Collected data
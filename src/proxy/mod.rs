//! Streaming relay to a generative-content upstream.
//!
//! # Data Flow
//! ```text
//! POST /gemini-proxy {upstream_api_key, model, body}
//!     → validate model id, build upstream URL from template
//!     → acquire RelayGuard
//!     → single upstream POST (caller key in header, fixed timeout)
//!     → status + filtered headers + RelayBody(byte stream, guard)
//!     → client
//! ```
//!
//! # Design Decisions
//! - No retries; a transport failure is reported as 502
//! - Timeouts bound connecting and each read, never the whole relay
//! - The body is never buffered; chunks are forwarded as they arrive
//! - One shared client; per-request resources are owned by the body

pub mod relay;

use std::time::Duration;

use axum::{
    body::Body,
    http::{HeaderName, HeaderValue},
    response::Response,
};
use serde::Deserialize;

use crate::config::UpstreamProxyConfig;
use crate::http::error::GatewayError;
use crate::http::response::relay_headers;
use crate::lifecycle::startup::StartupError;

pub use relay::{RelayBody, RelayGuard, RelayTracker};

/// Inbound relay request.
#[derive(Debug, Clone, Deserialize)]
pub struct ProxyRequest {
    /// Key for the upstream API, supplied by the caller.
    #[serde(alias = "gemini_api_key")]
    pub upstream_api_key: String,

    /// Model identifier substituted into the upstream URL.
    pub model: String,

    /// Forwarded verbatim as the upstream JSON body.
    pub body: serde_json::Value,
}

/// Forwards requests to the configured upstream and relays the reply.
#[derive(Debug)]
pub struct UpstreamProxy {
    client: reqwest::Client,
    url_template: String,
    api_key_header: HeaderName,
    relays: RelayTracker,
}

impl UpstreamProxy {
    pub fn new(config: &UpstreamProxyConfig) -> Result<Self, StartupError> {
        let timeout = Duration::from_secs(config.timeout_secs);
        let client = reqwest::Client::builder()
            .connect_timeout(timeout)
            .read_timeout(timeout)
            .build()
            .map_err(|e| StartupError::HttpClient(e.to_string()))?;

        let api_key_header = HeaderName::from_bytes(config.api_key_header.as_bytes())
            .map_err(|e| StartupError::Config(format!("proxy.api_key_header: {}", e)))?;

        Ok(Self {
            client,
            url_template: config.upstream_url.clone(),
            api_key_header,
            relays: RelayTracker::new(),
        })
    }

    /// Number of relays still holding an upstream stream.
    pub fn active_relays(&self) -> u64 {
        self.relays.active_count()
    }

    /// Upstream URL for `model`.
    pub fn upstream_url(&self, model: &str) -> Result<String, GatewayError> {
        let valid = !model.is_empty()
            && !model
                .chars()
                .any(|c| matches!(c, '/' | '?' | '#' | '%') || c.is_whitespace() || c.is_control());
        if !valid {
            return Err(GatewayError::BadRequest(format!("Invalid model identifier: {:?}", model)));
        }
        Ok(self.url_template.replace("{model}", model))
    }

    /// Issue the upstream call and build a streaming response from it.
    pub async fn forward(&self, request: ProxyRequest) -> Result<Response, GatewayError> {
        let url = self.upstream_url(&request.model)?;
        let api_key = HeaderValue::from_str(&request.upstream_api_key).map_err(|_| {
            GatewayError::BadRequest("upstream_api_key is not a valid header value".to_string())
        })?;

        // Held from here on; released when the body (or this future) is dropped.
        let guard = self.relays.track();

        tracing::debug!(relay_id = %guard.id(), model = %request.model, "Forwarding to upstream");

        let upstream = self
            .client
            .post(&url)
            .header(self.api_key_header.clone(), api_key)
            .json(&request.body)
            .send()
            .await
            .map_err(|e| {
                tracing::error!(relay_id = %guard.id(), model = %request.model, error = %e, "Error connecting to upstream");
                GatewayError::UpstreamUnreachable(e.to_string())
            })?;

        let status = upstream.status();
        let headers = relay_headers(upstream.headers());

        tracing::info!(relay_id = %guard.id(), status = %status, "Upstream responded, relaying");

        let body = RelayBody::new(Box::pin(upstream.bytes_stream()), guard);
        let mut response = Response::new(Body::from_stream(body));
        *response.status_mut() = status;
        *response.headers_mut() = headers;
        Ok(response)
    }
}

* * *

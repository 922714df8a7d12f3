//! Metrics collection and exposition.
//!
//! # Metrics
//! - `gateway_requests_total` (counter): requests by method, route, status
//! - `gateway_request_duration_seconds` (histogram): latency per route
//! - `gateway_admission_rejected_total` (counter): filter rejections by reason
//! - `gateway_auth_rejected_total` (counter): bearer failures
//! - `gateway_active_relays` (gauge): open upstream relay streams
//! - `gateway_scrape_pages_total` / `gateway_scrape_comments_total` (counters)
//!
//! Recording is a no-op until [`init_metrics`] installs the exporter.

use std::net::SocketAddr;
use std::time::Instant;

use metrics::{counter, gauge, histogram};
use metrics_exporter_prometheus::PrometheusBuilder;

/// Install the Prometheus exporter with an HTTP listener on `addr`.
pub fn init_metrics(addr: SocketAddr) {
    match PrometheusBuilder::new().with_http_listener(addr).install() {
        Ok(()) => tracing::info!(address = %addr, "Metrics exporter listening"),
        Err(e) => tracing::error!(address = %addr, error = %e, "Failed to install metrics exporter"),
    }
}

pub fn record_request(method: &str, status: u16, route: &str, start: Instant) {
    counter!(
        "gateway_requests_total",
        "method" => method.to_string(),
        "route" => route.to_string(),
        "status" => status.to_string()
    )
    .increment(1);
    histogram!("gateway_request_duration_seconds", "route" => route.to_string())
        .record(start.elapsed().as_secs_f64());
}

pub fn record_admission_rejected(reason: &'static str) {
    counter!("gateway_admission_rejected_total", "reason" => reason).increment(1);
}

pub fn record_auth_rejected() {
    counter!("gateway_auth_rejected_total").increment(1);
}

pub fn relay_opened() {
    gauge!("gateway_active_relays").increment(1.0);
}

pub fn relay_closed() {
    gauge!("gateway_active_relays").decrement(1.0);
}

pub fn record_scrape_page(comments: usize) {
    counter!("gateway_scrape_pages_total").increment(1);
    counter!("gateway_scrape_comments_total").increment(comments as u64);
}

### What to work on
Which of the lines in the data hold the string "identifier"? Report each of them by copying it.

### Result
    /// Model identifier substituted into the upstream URL.
            return Err(GatewayError::BadRequest(format!("Invalid model identifier: {:?}", model)));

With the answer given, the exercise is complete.